◆ Stored items
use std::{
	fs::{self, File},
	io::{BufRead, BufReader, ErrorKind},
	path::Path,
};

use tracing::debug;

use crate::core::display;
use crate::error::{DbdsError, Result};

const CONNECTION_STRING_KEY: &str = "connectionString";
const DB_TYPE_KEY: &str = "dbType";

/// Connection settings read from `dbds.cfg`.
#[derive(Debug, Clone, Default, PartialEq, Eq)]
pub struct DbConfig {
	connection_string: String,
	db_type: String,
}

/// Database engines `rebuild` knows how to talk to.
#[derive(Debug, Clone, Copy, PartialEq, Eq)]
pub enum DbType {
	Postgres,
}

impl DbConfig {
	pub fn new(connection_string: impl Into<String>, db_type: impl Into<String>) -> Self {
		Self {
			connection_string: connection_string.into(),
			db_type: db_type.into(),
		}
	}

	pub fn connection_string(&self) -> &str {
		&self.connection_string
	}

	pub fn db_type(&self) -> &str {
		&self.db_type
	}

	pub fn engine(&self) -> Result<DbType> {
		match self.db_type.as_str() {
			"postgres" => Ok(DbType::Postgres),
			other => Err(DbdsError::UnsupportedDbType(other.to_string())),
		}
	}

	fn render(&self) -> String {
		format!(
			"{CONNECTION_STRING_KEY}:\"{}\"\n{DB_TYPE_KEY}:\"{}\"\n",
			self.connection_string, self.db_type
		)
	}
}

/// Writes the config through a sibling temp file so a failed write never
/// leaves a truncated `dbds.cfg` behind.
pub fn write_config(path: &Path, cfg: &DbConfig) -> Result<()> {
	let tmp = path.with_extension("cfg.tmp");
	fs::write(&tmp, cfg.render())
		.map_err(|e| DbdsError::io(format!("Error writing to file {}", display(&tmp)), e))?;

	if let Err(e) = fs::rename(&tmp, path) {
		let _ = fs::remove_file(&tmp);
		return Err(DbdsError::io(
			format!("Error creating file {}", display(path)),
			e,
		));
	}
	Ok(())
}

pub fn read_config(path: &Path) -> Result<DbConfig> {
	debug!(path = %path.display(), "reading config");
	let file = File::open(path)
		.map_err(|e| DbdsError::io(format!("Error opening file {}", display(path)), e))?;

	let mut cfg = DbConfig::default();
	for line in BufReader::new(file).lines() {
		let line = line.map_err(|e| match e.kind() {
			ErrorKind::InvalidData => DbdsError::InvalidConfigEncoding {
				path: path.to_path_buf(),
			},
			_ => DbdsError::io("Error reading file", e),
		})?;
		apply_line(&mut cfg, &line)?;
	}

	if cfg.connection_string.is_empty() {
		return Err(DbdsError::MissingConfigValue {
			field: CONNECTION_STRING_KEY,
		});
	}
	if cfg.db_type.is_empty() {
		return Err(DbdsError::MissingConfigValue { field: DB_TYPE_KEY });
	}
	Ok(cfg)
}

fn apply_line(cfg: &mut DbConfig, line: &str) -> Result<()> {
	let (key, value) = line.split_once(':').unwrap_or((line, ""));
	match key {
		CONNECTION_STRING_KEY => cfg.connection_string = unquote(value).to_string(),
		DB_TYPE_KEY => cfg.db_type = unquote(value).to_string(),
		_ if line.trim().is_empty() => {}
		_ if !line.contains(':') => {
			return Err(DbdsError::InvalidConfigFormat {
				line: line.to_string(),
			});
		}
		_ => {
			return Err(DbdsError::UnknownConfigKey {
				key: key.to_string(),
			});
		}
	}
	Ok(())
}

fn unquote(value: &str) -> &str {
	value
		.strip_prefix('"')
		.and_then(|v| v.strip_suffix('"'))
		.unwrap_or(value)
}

◆ Work instruction
Your response should be the lines above from the first to the one containing "#[derive(Debug, Clone, Default, PartialEq, Eq)]", inclusive, each given exactly.

◆ Problem solution
use std::{
	fs::{self, File},
	io::{BufRead, BufReader, ErrorKind},
	path::Path,
};

use tracing::debug;

use crate::core::display;
use crate::error::{DbdsError, Result};

const CONNECTION_STRING_KEY: &str = "connectionString";
const DB_TYPE_KEY: &str = "dbType";

/// Connection settings read from `dbds.cfg`.
#[derive(Debug, Clone, Default, PartialEq, Eq)]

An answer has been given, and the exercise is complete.